In the hall sits the bride, with a crown upon her head and a tear in her eye, like the Virgin Mary in old church paintings. She is dressed in a red boddice and kirtle, with loose linen sleeves. There is a gilded belt around her waist; and around her neck strings of golden beads, and a golden chain. On the crown rests a wreath of wild roses, and below it another of cypress. Loose over her shoulders falls her flaxen hair; and

her blue innocent eyes are fixed upon the ground. 0 thou good soul! thou hast hard hands, but a soft heart! Thou art poor. The very ornaments thou wearest are not thine. They have been hired for this great day. -Yet art thou rich; rich in health, rich in hope, rich in thy first, young, fervent love. The blessing of heaven be upon thee! So thinks the parish priest, as he joins together the hands of bride and bridegroom, saying in deep, solemn tones, — “I give thee in marriage this damsel, to be thy wedded wife in all honor, and to share the half of thy bed, thy lock and key, and every third penny which you two may possess, or may inherit, and all the rights which Upland’s laws provide , and the holy king Erik gave.”
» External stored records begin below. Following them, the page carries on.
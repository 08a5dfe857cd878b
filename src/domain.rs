//! Domain models: languages, learners, activities (tagged content), assignments.

use chrono::{DateTime, Utc};
use serde::{Deserialize, Serialize};

/// Languages the app speaks. Fixed set; unknown inputs fall back to English
/// at the parsing boundary rather than flowing through as free strings.
#[derive(Clone, Copy, Debug, PartialEq, Eq, Serialize, Deserialize)]
#[serde(rename_all = "lowercase")]
pub enum Language {
  English,
  Hindi,
  Tamil,
}

impl Default for Language {
  fn default() -> Self { Language::English }
}

impl Language {
  /// Loose parsing for values seen on the wire: "hindi", "hi", "hi-IN", ...
  pub fn parse_loose(s: &str) -> Language {
    let l = s.trim().to_lowercase();
    if l.starts_with("hi") { Language::Hindi }
    else if l.starts_with("ta") { Language::Tamil }
    else { Language::English }
  }

  /// BCP-47 locale used for speech synthesis.
  pub fn locale(self) -> &'static str {
    match self {
      Language::English => "en-IN",
      Language::Hindi => "hi-IN",
      Language::Tamil => "ta-IN",
    }
  }

  /// Two-letter code used by the translation provider.
  pub fn short(self) -> &'static str {
    match self {
      Language::English => "en",
      Language::Hindi => "hi",
      Language::Tamil => "ta",
    }
  }
}

/// Fixed-key translation record: one field per supported language.
/// Replaces the dynamic language-keyed map so unknown keys cannot appear.
#[derive(Clone, Debug, Default, Serialize, Deserialize)]
pub struct Translations {
  #[serde(default)] pub english: String,
  #[serde(default)] pub hindi: String,
  #[serde(default)] pub tamil: String,
}

impl Translations {
  pub fn get(&self, lang: Language) -> &str {
    match lang {
      Language::English => &self.english,
      Language::Hindi => &self.hindi,
      Language::Tamil => &self.tamil,
    }
  }

  /// English-only record; other languages fall back at read time.
  pub fn english_only(text: &str) -> Self {
    Translations { english: text.to_string(), ..Default::default() }
  }

  /// Resolve for a language, falling back to English when the slot is empty.
  pub fn resolve(&self, lang: Language) -> &str {
    let t = self.get(lang);
    if t.is_empty() { &self.english } else { t }
  }
}

/// A child the therapist works with.
#[derive(Clone, Debug, Serialize, Deserialize)]
pub struct Learner {
  pub id: String,
  pub name: String,
  pub age: u32,
  pub preferred_language: Language,
  pub created_at: DateTime<Utc>,
}

#[derive(Clone, Debug, Serialize, Deserialize)]
pub struct AacItem {
  pub id: String,
  pub label: String,
  pub label_translations: Translations,
  #[serde(default)] pub image_url: Option<String>,
}

#[derive(Clone, Debug, Serialize, Deserialize)]
pub struct MatchingOption {
  pub id: String,
  pub text: String,
  pub text_translations: Translations,
  pub is_correct: bool,
}

#[derive(Clone, Debug, Serialize, Deserialize)]
pub struct VisualStep {
  pub id: String,
  pub label: String,
  pub label_translations: Translations,
  #[serde(default)] pub image_url: Option<String>,
  pub order: u32,
}

#[derive(Clone, Debug, Serialize, Deserialize)]
pub struct SpeechPrompt {
  pub prompt_text: String,
  pub prompt_translations: Translations,
  #[serde(default)] pub image_url: Option<String>,
}

/// Type-specific activity content as a tagged union. The declared type and
/// the populated content cannot disagree by construction.
#[derive(Clone, Debug, Serialize, Deserialize)]
#[serde(tag = "type", rename_all = "kebab-case")]
pub enum ActivityContent {
  Aac { items: Vec<AacItem> },
  Matching { options: Vec<MatchingOption> },
  VisualSchedule { steps: Vec<VisualStep> },
  Speech { prompt: SpeechPrompt },
}

impl ActivityContent {
  pub fn kind(&self) -> &'static str {
    match self {
      ActivityContent::Aac { .. } => "aac",
      ActivityContent::Matching { .. } => "matching",
      ActivityContent::VisualSchedule { .. } => "visual-schedule",
      ActivityContent::Speech { .. } => "speech",
    }
  }

  /// Content checks performed by callers before handing an activity to the
  /// store. The store itself stays permissive.
  pub fn validate(&self) -> Result<(), String> {
    match self {
      ActivityContent::Aac { items } => {
        if items.is_empty() {
          return Err("AAC board needs at least one item".into());
        }
      }
      ActivityContent::Matching { options } => {
        let correct = options.iter().filter(|o| o.is_correct).count();
        if options.len() < 2 {
          return Err("Matching needs at least two options".into());
        }
        if correct != 1 {
          return Err(format!("Matching needs exactly one correct option, found {}", correct));
        }
      }
      ActivityContent::VisualSchedule { steps } => {
        if steps.is_empty() {
          return Err("Visual schedule needs at least one step".into());
        }
      }
      ActivityContent::Speech { prompt } => {
        if prompt.prompt_text.trim().is_empty() {
          return Err("Speech prompt text must not be empty".into());
        }
      }
    }
    Ok(())
  }
}

/// An activity the therapist authored.
#[derive(Clone, Debug, Serialize, Deserialize)]
pub struct Activity {
  pub id: String,
  pub name: String,
  pub target_language: Language,
  pub instruction: String,
  pub instruction_translations: Translations,
  pub created_at: DateTime<Utc>,
  pub updated_at: DateTime<Utc>,
  pub content: ActivityContent,
}

/// Assignment lifecycle. Monotonic in normal use, but the model does not
/// forbid arbitrary transitions.
#[derive(Clone, Copy, Debug, PartialEq, Eq, Serialize, Deserialize)]
#[serde(rename_all = "kebab-case")]
pub enum AssignmentStatus {
  Assigned,
  InProgress,
  Completed,
}

/// The record tracking that an activity was given to a learner.
/// Assignments are never deleted; they survive learner/activity deletion
/// and readers filter dangling references defensively.
#[derive(Clone, Debug, Serialize, Deserialize)]
pub struct Assignment {
  pub id: String,
  pub activity_id: String,
  pub learner_id: String,
  pub status: AssignmentStatus,
  pub last_update: String,
  #[serde(default)] pub therapist_notes: Option<String>,
  #[serde(default)] pub audio_submission: Option<String>,
  pub assigned_at: DateTime<Utc>,
  pub updated_at: DateTime<Utc>,
}

#[derive(Clone, Copy, Debug, PartialEq, Eq, Serialize, Deserialize)]
#[serde(rename_all = "lowercase")]
pub enum Role {
  Therapist,
  Child,
}

/// Joined dashboard row. Names resolve to "Unknown" when the referenced
/// learner or activity no longer exists.
#[derive(Clone, Debug, Serialize)]
pub struct ProgressEntry {
  pub assignment_id: String,
  pub learner_id: String,
  pub activity_id: String,
  pub child_name: String,
  pub activity_name: String,
  pub status: AssignmentStatus,
  pub last_update: String,
}

#[cfg(test)]
mod tests {
  use super::*;

  #[test]
  fn language_parses_loose_forms() {
    assert_eq!(Language::parse_loose("hi-IN"), Language::Hindi);
    assert_eq!(Language::parse_loose("tamil"), Language::Tamil);
    assert_eq!(Language::parse_loose("TA"), Language::Tamil);
    assert_eq!(Language::parse_loose("en"), Language::English);
    assert_eq!(Language::parse_loose("klingon"), Language::English);
  }

  #[test]
  fn translations_resolve_falls_back_to_english() {
    let t = Translations::english_only("Water");
    assert_eq!(t.resolve(Language::Tamil), "Water");
    let full = Translations {
      english: "Water".into(),
      hindi: "पानी".into(),
      tamil: "தண்ணீர்".into(),
    };
    assert_eq!(full.resolve(Language::Hindi), "पानी");
  }

  #[test]
  fn matching_content_requires_exactly_one_correct() {
    let mk = |flags: &[bool]| ActivityContent::Matching {
      options: flags
        .iter()
        .enumerate()
        .map(|(i, correct)| MatchingOption {
          id: format!("{}", i + 1),
          text: format!("opt{}", i + 1),
          text_translations: Translations::default(),
          is_correct: *correct,
        })
        .collect(),
    };
    assert!(mk(&[true, false, false]).validate().is_ok());
    assert!(mk(&[false, false]).validate().is_err());
    assert!(mk(&[true, true, false]).validate().is_err());
  }

  #[test]
  fn content_tag_round_trips_as_kebab_case() {
    let c = ActivityContent::VisualSchedule { steps: vec![VisualStep {
      id: "1".into(),
      label: "Brush teeth".into(),
      label_translations: Translations::english_only("Brush teeth"),
      image_url: None,
      order: 1,
    }] };
    let v = serde_json::to_value(&c).unwrap();
    assert_eq!(v["type"], "visual-schedule");
    let back: ActivityContent = serde_json::from_value(v).unwrap();
    assert_eq!(back.kind(), "visual-schedule");
  }
}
The dinner is now served, and the bride sits between the bridegroom and the priest. The Spokesman delivers an oration after the ancient custom of his fathers. He interlards it well with 'quotations from the Bible; and invites the Saviour to be present at this marriage feast, as he was at the marriage feast in Cana of Galilee. The table is not sparingly set forth. Each makes a long arm, and the feast goes cheerly on. Punch and brandy pass round between the courses, and here and there a pipe is smoked, while waiting for the next dish. They sit long at table; but, as all things must have an end, so must a Swedish dinner. Then the dance begins. It is led off by the bride and the priest, who perform a solemn minuet together. Not till after midnight comes the Last Dance. The girls form a ring around the bride, to keep her from the hands of the married women , who endeavour to break through the magic circle, and seize their new sister. After long struggling they succeed; and the crown is taken from her head and the jewels from her neck, and her boddice is unlaced and her kirtle taken off; and like a vestal virgin clad all in white she goes, but it is to her marriage chamber, not to her grave; and the wedding guests follow her with lighted candles in their hands. And this is a village bridal.

Nor must I forget the suddenly changing seasons of the Northern clime. There is no long and lingering spring, unfolding leaf and blossom one by one; — no long and lingering autumn, pompous with many-colored leaves and the glow of Indian summers. But winter and summer are Wonderful, and pass into each other. The quail has hardly ceased piping in the corn, when winter from the folds of trailing clouds sows broad-cast over the land snow, icicles, and rattling hail. The days wane apace. Ere long the sun hardly rises above the horizon, or does not rise at all. The moon and the stars shine through the day; only, at noon, they are pale and wan, and in the southern sky a red, fiery glow, as of sunset, burns along the horizon, and then goes out. And pleasantly under the silver moon, and under the silent, solemn stars, ring the steel-shoes of the skaters on the frozen sea, and voices, and the sound of bells.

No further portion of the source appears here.